//! 습구온도·습도비로부터 파생되는 습공기 물성.
//!
//! 모두 해수면 표준 대기압(14.696 psia)을 고정으로 사용한다.

use super::constants::{
    FREEZING_POINT_F, GRAINS_PER_LBM, LATENT_HEAT_VAPORIZATION, STD_ATM_PRESSURE_PSI,
};
use super::humidity_ratio::{actual_humidity_ratio, saturated_humidity_ratio};
use super::saturation::saturation_pressure;
use super::specific_heat::{cp_dry_air, cp_vapor};
use super::wet_bulb::{solve_wet_bulb_with, WetBulbOptions};
use super::{validate_relative_humidity, validate_temperature};
use crate::error::{PsychroError, Result};
use crate::units::{celsius_to_fahrenheit, fahrenheit_to_celsius, fahrenheit_to_rankine};

/// 허용 고도 하한 (사해) [ft]
pub const MIN_ELEVATION_FT: f64 = -1_400.0;
/// 허용 고도 상한 (에베레스트) [ft]
pub const MAX_ELEVATION_FT: f64 = 30_000.0;

/// 고도 [ft]에 따른 표준 대기압 [psia].
///
/// 참고용 값이다. 습도비 계산은 항상 해수면 표준 대기압을 사용한다.
pub fn standard_atmospheric_pressure(elevation_ft: f64) -> Result<f64> {
    if !elevation_ft.is_finite() || elevation_ft <= MIN_ELEVATION_FT || elevation_ft > MAX_ELEVATION_FT
    {
        return Err(PsychroError::InvalidInput {
            parameter: "elevation_ft",
            value: elevation_ft,
            reason: "고도는 -1400 ft 초과 30000 ft 이하여야 합니다",
        });
    }
    Ok(STD_ATM_PRESSURE_PSI * (1.0 - elevation_ft * 6.8754e-6).powf(5.2559))
}

/// 수증기 분압 [psia] = RH · Pws(T_db).
pub fn vapor_partial_pressure(t_db_f: f64, rh: f64) -> Result<f64> {
    validate_relative_humidity(rh)?;
    Ok(rh * saturation_pressure(t_db_f)?)
}

/// 이슬점 온도 [°F]. ASHRAE 영국 단위 회귀식.
pub fn dew_point(t_db_f: f64, rh: f64) -> Result<f64> {
    let p_w = vapor_partial_pressure(t_db_f, rh)?;
    if p_w <= 0.0 {
        return Err(PsychroError::InvalidInput {
            parameter: "rh",
            value: rh,
            reason: "이슬점 계산에는 0보다 큰 상대습도가 필요합니다",
        });
    }
    let a = p_w.ln();
    let t_dp = if t_db_f >= FREEZING_POINT_F {
        100.45 + 33.193 * a + 2.319 * a.powi(2) + 0.17074 * a.powi(3) + 1.2063 * p_w.powf(0.1984)
    } else {
        90.12 + 26.142 * a + 0.8927 * a.powi(2)
    };
    Ok(t_dp)
}

/// 건구·이슬점 온도로부터 상대습도(0~1). Magnus 근사 (a=17.625, b=243.04 °C).
pub fn relative_humidity_from_dew_point(t_db_f: f64, t_dp_f: f64) -> Result<f64> {
    validate_temperature("t_db_f", t_db_f)?;
    validate_temperature("t_dp_f", t_dp_f)?;
    const A: f64 = 17.625;
    const B: f64 = 243.04;
    let magnus = |t_c: f64| (A * t_c / (B + t_c)).exp();
    Ok(magnus(fahrenheit_to_celsius(t_dp_f)) / magnus(fahrenheit_to_celsius(t_db_f)))
}

/// 회귀식 습구온도 [°F]. Stull (2011), 해수면 기준.
pub fn wet_bulb_regression(t_db_f: f64, rh: f64) -> Result<f64> {
    validate_temperature("t_db_f", t_db_f)?;
    validate_relative_humidity(rh)?;
    let t = fahrenheit_to_celsius(t_db_f);
    let rh_pct = rh * 100.0;
    let t_wb_c = t * (0.151_977 * (rh_pct + 8.313_659).sqrt()).atan() + (t + rh_pct).atan()
        - (rh_pct - 1.676_331).atan()
        + 0.003_918_38 * rh_pct.powf(1.5) * (0.023_101 * rh_pct).atan()
        - 4.686_035;
    Ok(celsius_to_fahrenheit(t_wb_c))
}

/// 포화도 [%] = W / Ws · 100.
pub fn degree_of_saturation(t_db_f: f64, rh: f64) -> Result<f64> {
    let w = actual_humidity_ratio(t_db_f, rh)?;
    let ws = saturated_humidity_ratio(t_db_f)?;
    Ok(w / ws * 100.0)
}

/// 수분량 [grains/lbm 건공기].
pub fn grains_of_moisture(t_db_f: f64, rh: f64) -> Result<f64> {
    Ok(GRAINS_PER_LBM * actual_humidity_ratio(t_db_f, rh)?)
}

/// 비체적 [ft³/lbm 건공기].
pub fn specific_volume(t_db_f: f64, rh: f64) -> Result<f64> {
    let w = actual_humidity_ratio(t_db_f, rh)?;
    Ok(0.3704 * fahrenheit_to_rankine(t_db_f) * (1.0 + 1.6078 * w) / STD_ATM_PRESSURE_PSI)
}

/// 습공기 밀도 [lbm/ft³] = 1 / 비체적.
pub fn density(t_db_f: f64, rh: f64) -> Result<f64> {
    Ok(1.0 / specific_volume(t_db_f, rh)?)
}

/// 건공기 엔탈피 [Btu/lbm] = Cp_da(T_db, T_wb) · T_db.
pub fn enthalpy_dry_air(t_db_f: f64, t_wb_f: f64) -> Result<f64> {
    Ok(cp_dry_air(t_db_f, t_wb_f)? * t_db_f)
}

/// 수증기 엔탈피 [Btu/lbm 건공기] = W · (Cp_v · T_db + h_fg).
pub fn enthalpy_vapor(t_db_f: f64, rh: f64) -> Result<f64> {
    let w = actual_humidity_ratio(t_db_f, rh)?;
    Ok(w * (cp_vapor(t_db_f)? * t_db_f + LATENT_HEAT_VAPORIZATION))
}

/// 습공기 전엔탈피 [Btu/lbm 건공기]. 건공기 비열 평가에 습구온도가 필요하므로 반복 계산을 포함한다.
pub fn enthalpy(t_db_f: f64, rh: f64, options: &WetBulbOptions) -> Result<f64> {
    let t_wb = solve_wet_bulb_with(t_db_f, rh, options)?.wet_bulb_f;
    Ok(enthalpy_dry_air(t_db_f, t_wb)? + enthalpy_vapor(t_db_f, rh)?)
}
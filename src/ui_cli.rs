use std::io::{self, Write};

use crate::air::{
    self, cp_dry_air, cp_vapor, cp_water, saturation_pressure, saturation_pressure_over_ice,
    saturation_pressure_over_water, wet_bulb_regression, HumidAirState, WetBulbSolution,
};
use crate::app::AppError;
use crate::config::{Config, DefaultUnits, UnitSystem};
use crate::conversion;
use crate::i18n::{keys, Translator};
use crate::quantity::QuantityKind;
use crate::units::{
    convert_pressure, convert_specific_enthalpy, convert_specific_heat, convert_temperature_diff,
    from_fahrenheit, to_fahrenheit, PressureUnit, SpecificEnthalpyUnit, SpecificHeatUnit,
    TemperatureDiffUnit,
};

/// 메인 메뉴 선택지를 표현한다.
#[derive(Debug, Clone, Copy, PartialEq, Eq)]
pub enum MenuChoice {
    WetBulb,
    MoistAirState,
    Saturation,
    UnitConversion,
    Settings,
    Exit,
}

/// 메인 메뉴를 표시하고 선택값을 반환한다.
pub fn main_menu(tr: &Translator) -> Result<MenuChoice, AppError> {
    println!("{}", tr.t(keys::MAIN_MENU_TITLE));
    println!("{}", tr.t(keys::MAIN_MENU_WET_BULB));
    println!("{}", tr.t(keys::MAIN_MENU_STATE));
    println!("{}", tr.t(keys::MAIN_MENU_SATURATION));
    println!("{}", tr.t(keys::MAIN_MENU_UNIT_CONVERSION));
    println!("{}", tr.t(keys::MAIN_MENU_SETTINGS));
    println!("{}", tr.t(keys::MAIN_MENU_EXIT));
    loop {
        let sel = read_line(tr.t(keys::PROMPT_MENU_SELECT))?;
        match parse_menu_choice(&sel) {
            Some(choice) => return Ok(choice),
            None => println!("{}", tr.t(keys::INVALID_SELECTION_RETRY)),
        }
    }
}

/// 메뉴 번호 문자열을 선택지로 해석한다.
pub fn parse_menu_choice(sel: &str) -> Option<MenuChoice> {
    match sel.trim() {
        "1" => Some(MenuChoice::WetBulb),
        "2" => Some(MenuChoice::MoistAirState),
        "3" => Some(MenuChoice::Saturation),
        "4" => Some(MenuChoice::UnitConversion),
        "5" => Some(MenuChoice::Settings),
        "0" => Some(MenuChoice::Exit),
        _ => None,
    }
}

/// 습구온도 메뉴를 처리한다.
pub fn handle_wet_bulb(tr: &Translator, cfg: &Config) -> Result<(), AppError> {
    println!("{}", tr.t(keys::WET_BULB_HEADING));
    let units = &cfg.default_units;
    let t_db_f = read_temperature_f(tr, keys::PROMPT_DRY_BULB, units)?;
    let rh = read_f64(tr, tr.t(keys::PROMPT_RELATIVE_HUMIDITY))?;
    let solution = air::solve_wet_bulb_with(t_db_f, rh, &cfg.solver.to_options())?;
    print_wet_bulb(tr, units, t_db_f, rh, &solution);
    Ok(())
}

/// 습공기 상태점 메뉴를 처리한다.
pub fn handle_state(tr: &Translator, cfg: &Config) -> Result<(), AppError> {
    println!("{}", tr.t(keys::STATE_HEADING));
    let units = &cfg.default_units;
    let t_db_f = read_temperature_f(tr, keys::PROMPT_DRY_BULB, units)?;
    let rh = read_f64(tr, tr.t(keys::PROMPT_RELATIVE_HUMIDITY))?;
    let state = HumidAirState::evaluate(t_db_f, rh, &cfg.solver.to_options())?;
    print_state(tr, units, &state);
    Ok(())
}

/// 포화압력/비열 메뉴를 처리한다.
pub fn handle_saturation(tr: &Translator, cfg: &Config) -> Result<(), AppError> {
    println!("{}", tr.t(keys::SATURATION_HEADING));
    let units = &cfg.default_units;
    let t_f = read_temperature_f(tr, keys::PROMPT_TEMPERATURE, units)?;
    print_saturation(tr, units, t_f)?;
    Ok(())
}

/// 단위 변환 메뉴를 처리한다.
pub fn handle_unit_conversion(tr: &Translator, _cfg: &Config) -> Result<(), AppError> {
    println!("{}", tr.t(keys::UNIT_CONVERSION_HEADING));
    println!("{}", tr.t(keys::UNIT_CONVERSION_OPTIONS));
    let kind = loop {
        let sel = read_line(tr.t(keys::UNIT_CONVERSION_PROMPT_KIND))?;
        if let Some(kind) = sel.trim().parse::<u32>().ok().and_then(map_quantity) {
            break kind;
        }
        println!("{}", tr.t(keys::UNIT_CONVERSION_UNSUPPORTED));
    };
    let value = read_f64(tr, tr.t(keys::UNIT_CONVERSION_PROMPT_VALUE))?;
    let from_unit = read_line(tr.t(keys::UNIT_CONVERSION_PROMPT_FROM_UNIT))?;
    let to_unit = read_line(tr.t(keys::UNIT_CONVERSION_PROMPT_TO_UNIT))?;
    let result = conversion::convert(kind, value, from_unit.trim(), to_unit.trim())?;
    println!(
        "{} {result} {}",
        tr.t(keys::UNIT_CONVERSION_RESULT),
        to_unit.trim()
    );
    Ok(())
}

fn map_quantity(n: u32) -> Option<QuantityKind> {
    match n {
        1 => Some(QuantityKind::Temperature),
        2 => Some(QuantityKind::TemperatureDifference),
        3 => Some(QuantityKind::Pressure),
        4 => Some(QuantityKind::SpecificHeat),
        5 => Some(QuantityKind::SpecificEnthalpy),
        _ => None,
    }
}

/// 설정 메뉴를 처리한다.
pub fn handle_settings(tr: &Translator, cfg: &mut Config) -> Result<(), AppError> {
    println!("{}", tr.t(keys::SETTINGS_HEADING));
    println!(
        "{} {:?}",
        tr.t(keys::SETTINGS_CURRENT_UNIT_SYSTEM),
        cfg.unit_system
    );
    println!("{}", tr.t(keys::SETTINGS_OPTIONS));
    let sel = read_line(tr.t(keys::SETTINGS_PROMPT_CHANGE))?;
    match sel.trim() {
        "" => return Ok(()),
        "1" => cfg.set_unit_system(UnitSystem::Imperial),
        "2" => cfg.set_unit_system(UnitSystem::SI),
        _ => {
            println!("{}", tr.t(keys::SETTINGS_INVALID));
            return Ok(());
        }
    }
    println!("{} {:?}", tr.t(keys::SETTINGS_SAVED), cfg.unit_system);
    Ok(())
}

/// 습구온도 결과를 표시 단위로 출력한다.
pub fn print_wet_bulb(
    tr: &Translator,
    units: &DefaultUnits,
    t_db_f: f64,
    rh: f64,
    solution: &WetBulbSolution,
) {
    let t_unit = units.temperature;
    let depression = convert_temperature_diff(
        t_db_f - solution.wet_bulb_f,
        TemperatureDiffUnit::Fahrenheit,
        units.temperature_diff,
    );
    println!(
        "{}: {:.2} {}",
        tr.t(keys::RESULT_WET_BULB),
        from_fahrenheit(solution.wet_bulb_f, t_unit),
        t_unit.symbol()
    );
    println!("{}: {}", tr.t(keys::RESULT_ITERATIONS), solution.iterations);
    println!(
        "{}: {:.2} {}",
        tr.t(keys::RESULT_DEPRESSION),
        depression,
        units.temperature_diff.symbol()
    );
    println!(
        "{}: {:.6}",
        tr.t(keys::RESULT_HUMIDITY_RATIO),
        solution.target_humidity_ratio
    );
    if let Ok(t_regression) = wet_bulb_regression(t_db_f, rh) {
        println!(
            "{}: {:.2} {}",
            tr.t(keys::RESULT_REGRESSION),
            from_fahrenheit(t_regression, t_unit),
            t_unit.symbol()
        );
    }
}

/// 습공기 상태점을 표시 단위로 출력한다.
pub fn print_state(tr: &Translator, units: &DefaultUnits, state: &HumidAirState) {
    let t_unit = units.temperature;
    let p_unit = units.pressure;
    println!(
        "{}: {:.2} {}  ({}: {})",
        tr.t(keys::RESULT_WET_BULB),
        from_fahrenheit(state.wet_bulb_f, t_unit),
        t_unit.symbol(),
        tr.t(keys::RESULT_ITERATIONS),
        state.wet_bulb_iterations
    );
    println!(
        "{}: {:.2} {}",
        tr.t(keys::STATE_DEW_POINT),
        from_fahrenheit(state.dew_point_f, t_unit),
        t_unit.symbol()
    );
    println!(
        "{}: {:.5} {}",
        tr.t(keys::RESULT_SATURATION_PRESSURE),
        convert_pressure(state.saturation_pressure_psi, PressureUnit::Psi, p_unit),
        p_unit.symbol()
    );
    println!(
        "{}: {:.5} {}",
        tr.t(keys::STATE_VAPOR_PRESSURE),
        convert_pressure(state.vapor_pressure_psi, PressureUnit::Psi, p_unit),
        p_unit.symbol()
    );
    println!(
        "{}: {:.6}",
        tr.t(keys::RESULT_HUMIDITY_RATIO),
        state.humidity_ratio
    );
    println!(
        "{}: {:.6}",
        tr.t(keys::STATE_SATURATED_HUMIDITY_RATIO),
        state.saturated_humidity_ratio
    );
    println!(
        "{}: {:.2}",
        tr.t(keys::STATE_DEGREE_OF_SATURATION),
        state.degree_of_saturation_pct
    );
    println!("{}: {:.2}", tr.t(keys::STATE_GRAINS), state.grains_per_lbm);
    println!(
        "{}: {:.4}",
        tr.t(keys::STATE_SPECIFIC_VOLUME),
        state.specific_volume_ft3_per_lbm
    );
    println!(
        "{}: {:.5}",
        tr.t(keys::STATE_DENSITY),
        state.density_lbm_per_ft3
    );
    let h_unit = units.specific_enthalpy;
    println!(
        "{}: {:.3} {}",
        tr.t(keys::STATE_ENTHALPY),
        convert_specific_enthalpy(
            state.enthalpy_btu_per_lbm(),
            SpecificEnthalpyUnit::BtuPerLbm,
            h_unit
        ),
        h_unit.symbol()
    );
}

/// 온도 [°F]에서의 포화압력과 비열을 표시 단위로 출력한다.
pub fn print_saturation(
    tr: &Translator,
    units: &DefaultUnits,
    t_f: f64,
) -> crate::error::Result<()> {
    let p_unit = units.pressure;
    let show_p = |psi: f64| convert_pressure(psi, PressureUnit::Psi, p_unit);
    println!(
        "{}: {:.6} {}",
        tr.t(keys::RESULT_SATURATION_PRESSURE),
        show_p(saturation_pressure(t_f)?),
        p_unit.symbol()
    );
    println!(
        "{}: {:.6} {}",
        tr.t(keys::RESULT_SATURATION_OVER_ICE),
        show_p(saturation_pressure_over_ice(t_f)?),
        p_unit.symbol()
    );
    println!(
        "{}: {:.6} {}",
        tr.t(keys::RESULT_SATURATION_OVER_WATER),
        show_p(saturation_pressure_over_water(t_f)?),
        p_unit.symbol()
    );
    let cp_unit = units.specific_heat;
    let show_cp = |btu: f64| convert_specific_heat(btu, SpecificHeatUnit::BtuPerLbmF, cp_unit);
    println!(
        "{}: {:.5} / {:.5} / {:.5} {}",
        tr.t(keys::RESULT_SPECIFIC_HEATS),
        show_cp(cp_water(t_f)?),
        show_cp(cp_vapor(t_f)?),
        show_cp(cp_dry_air(t_f, t_f)?),
        cp_unit.symbol()
    );
    Ok(())
}

fn read_temperature_f(tr: &Translator, key: &str, units: &DefaultUnits) -> Result<f64, AppError> {
    let unit = units.temperature;
    let prompt = format!("{} [{}]: ", tr.t(key), unit.symbol());
    let value = read_f64(tr, &prompt)?;
    Ok(to_fahrenheit(value, unit))
}

fn read_line(prompt: &str) -> Result<String, AppError> {
    print!("{prompt}");
    io::stdout().flush()?;
    let mut buf = String::new();
    if io::stdin().read_line(&mut buf)? == 0 {
        return Err(io::Error::from(io::ErrorKind::UnexpectedEof).into());
    }
    Ok(buf)
}

fn read_f64(tr: &Translator, prompt: &str) -> Result<f64, AppError> {
    loop {
        let s = read_line(prompt)?;
        match s.trim().parse::<f64>() {
            Ok(v) => return Ok(v),
            Err(_) => println!("{}", tr.t(keys::ERROR_INVALID_NUMBER)),
        }
    }
}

Exercise directions: For every line of the material above that contains the word "MoistAirState", show the line.

Task solution:
    MoistAirState,
        "2" => Some(MenuChoice::MoistAirState),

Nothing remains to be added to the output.